WHAT YOU ARE ASKED TO DO:
Of all the entries below, retype only the lines from the one with "pub fn from_entries(entries: &[ServerEntry])" through the one with "pub fn server_ids(&self)", exactly as they appear.

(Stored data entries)
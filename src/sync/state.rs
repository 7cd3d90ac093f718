//! Dashboard state store

use crate::config::ServerEntry;
use crate::models::{PlayerEntry, ServerStatus, ServerSummary};

/// Header of the detail panel, present once a server has been selected
#[derive(Debug, Clone, PartialEq)]
pub struct DetailPanel {
    pub server_id: String,
    pub server_name: String,
}

/// Everything the dashboard renders.
///
/// Lookups by server id that miss are reported through the return value and
/// otherwise ignored.
#[derive(Debug, Clone, Default)]
pub struct DashboardState {
    servers: Vec<ServerSummary>,
    selected: Option<String>,
    detail: Option<DetailPanel>,
    console: Vec<String>,
    /// Lines scrolled up from the newest line; 0 follows the tail
    console_offset: usize,
    players: Vec<PlayerEntry>,
    push_connected: bool,
}

impl DashboardState {
    pub fn new(servers: Vec<ServerSummary>) -> Self {
        Self {
            servers,
            ..Self::default()
        }
    }

    pub fn from_entries(entries: &[ServerEntry]) -> Self {
        Self::new(
            entries
                .iter()
                .map(|entry| ServerSummary::new(&entry.id, &entry.name))
                .collect(),
        )
    }

    pub fn servers(&self) -> &[ServerSummary] {
        &self.servers
    }

    pub fn server(&self, server_id: &str) -> Option<&ServerSummary> {
        self.servers.iter().find(|s| s.id == server_id)
    }

    fn server_mut(&mut self, server_id: &str) -> Option<&mut ServerSummary> {
        self.servers.iter_mut().find(|s| s.id == server_id)
    }

    pub fn server_ids(&self) -> Vec<String> {
        self.servers.iter().map(|s| s.id.clone()).collect()
    }

    pub fn selected_id(&self) -> Option<&str> {
        self.selected.as_deref()
    }

    pub fn is_selected(&self, server_id: &str) -> bool {
        self.selected.as_deref() == Some(server_id)
    }

    /// `None` while the welcome placeholder is shown
    pub fn detail(&self) -> Option<&DetailPanel> {
        self.detail.as_ref()
    }

    /// Make `server_id` the single selected entry. Returns false for unknown ids.
    pub fn select(&mut self, server_id: &str) -> bool {
        let Some(name) = self.server(server_id).map(|s| s.name.clone()) else {
            return false;
        };

        for server in &mut self.servers {
            server.selected = server.id == server_id;
        }
        self.selected = Some(server_id.to_string());
        self.detail = Some(DetailPanel {
            server_id: server_id.to_string(),
            server_name: name,
        });
        true
    }

    pub fn console(&self) -> &[String] {
        &self.console
    }

    pub fn console_offset(&self) -> usize {
        self.console_offset
    }

    pub fn replace_console(&mut self, logs: Vec<String>) {
        self.console = logs;
        self.scroll_console_to_bottom();
    }

    pub fn append_console(&mut self, line: String) {
        self.console.push(line);
        self.scroll_console_to_bottom();
    }

    pub fn clear_console(&mut self) {
        self.console.clear();
        self.scroll_console_to_bottom();
    }

    pub fn scroll_console_to_bottom(&mut self) {
        self.console_offset = 0;
    }

    pub fn scroll_console_up(&mut self, lines: usize) {
        let max = self.console.len().saturating_sub(1);
        self.console_offset = (self.console_offset + lines).min(max);
    }

    pub fn scroll_console_down(&mut self, lines: usize) {
        self.console_offset = self.console_offset.saturating_sub(lines);
    }

    pub fn players(&self) -> &[PlayerEntry] {
        &self.players
    }

    pub fn replace_players(&mut self, players: Vec<PlayerEntry>) {
        self.players = players;
    }

    pub fn set_status(&mut self, server_id: &str, status: ServerStatus) -> bool {
        match self.server_mut(server_id) {
            Some(server) => {
                server.status = status;
                true
            }
            None => false,
        }
    }

    pub fn set_player_count(&mut self, server_id: &str, count: usize) -> bool {
        match self.server_mut(server_id) {
            Some(server) => {
                server.player_count = count;
                true
            }
            None => false,
        }
    }

    pub fn push_connected(&self) -> bool {
        self.push_connected
    }

    pub fn set_push_connected(&mut self, connected: bool) {
        self.push_connected = connected;
    }
}
//! Application events for the sync controller and the TUI

use serde::{Deserialize, Serialize};

use crate::models::notification::NotificationId;
use crate::models::responses::{CommandResponse, StatusResponse};
use crate::models::server::{PlayerEntry, ServerAction, ServerStatus};

/// Unsolicited state updates delivered by the push channel
#[derive(Debug, Clone, PartialEq, Serialize, Deserialize)]
#[serde(tag = "event", content = "data", rename_all = "snake_case")]
pub enum PushEvent {
    ConsoleUpdate {
        server_id: String,
        log_line: String,
    },
    ServerStatusUpdate {
        server_id: String,
        status: ServerStatus,
    },
    PlayersUpdate {
        server_id: String,
        players: Vec<PlayerEntry>,
    },
}

impl PushEvent {
    pub fn server_id(&self) -> &str {
        match self {
            PushEvent::ConsoleUpdate { server_id, .. }
            | PushEvent::ServerStatusUpdate { server_id, .. }
            | PushEvent::PlayersUpdate { server_id, .. } => server_id,
        }
    }
}

/// Application events for communication between background tasks and the event loop
#[derive(Debug)]
pub enum AppEvent {
    // Snapshot results, tagged with the server they were requested for
    ConsoleLoaded(String, Vec<String>),      // server_id, logs
    PlayersLoaded(String, Vec<PlayerEntry>), // server_id, players
    StatusLoaded(String, StatusResponse),    // server_id, status

    // Control command results
    CommandCompleted {
        server_id: String,
        action: ServerAction,
        /// `Err` carries the transport failure description
        outcome: Result<CommandResponse, String>,
    },

    // Push channel
    Push(PushEvent),
    PushConnected,
    PushDisconnected,

    // Notification lifecycle
    NotificationExpired(NotificationId),

    // General events
    RefreshDue,
    Tick,
}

SOLUTION TO THE EXERCISE:
    pub fn from_entries(entries: &[ServerEntry]) -> Self {
        Self::new(
            entries
                .iter()
                .map(|entry| ServerSummary::new(&entry.id, &entry.name))
                .collect(),
        )
    }

    pub fn servers(&self) -> &[ServerSummary] {
        &self.servers
    }

    pub fn server(&self, server_id: &str) -> Option<&ServerSummary> {
        self.servers.iter().find(|s| s.id == server_id)
    }

    fn server_mut(&mut self, server_id: &str) -> Option<&mut ServerSummary> {
        self.servers.iter_mut().find(|s| s.id == server_id)
    }

    pub fn server_ids(&self) -> Vec<String> {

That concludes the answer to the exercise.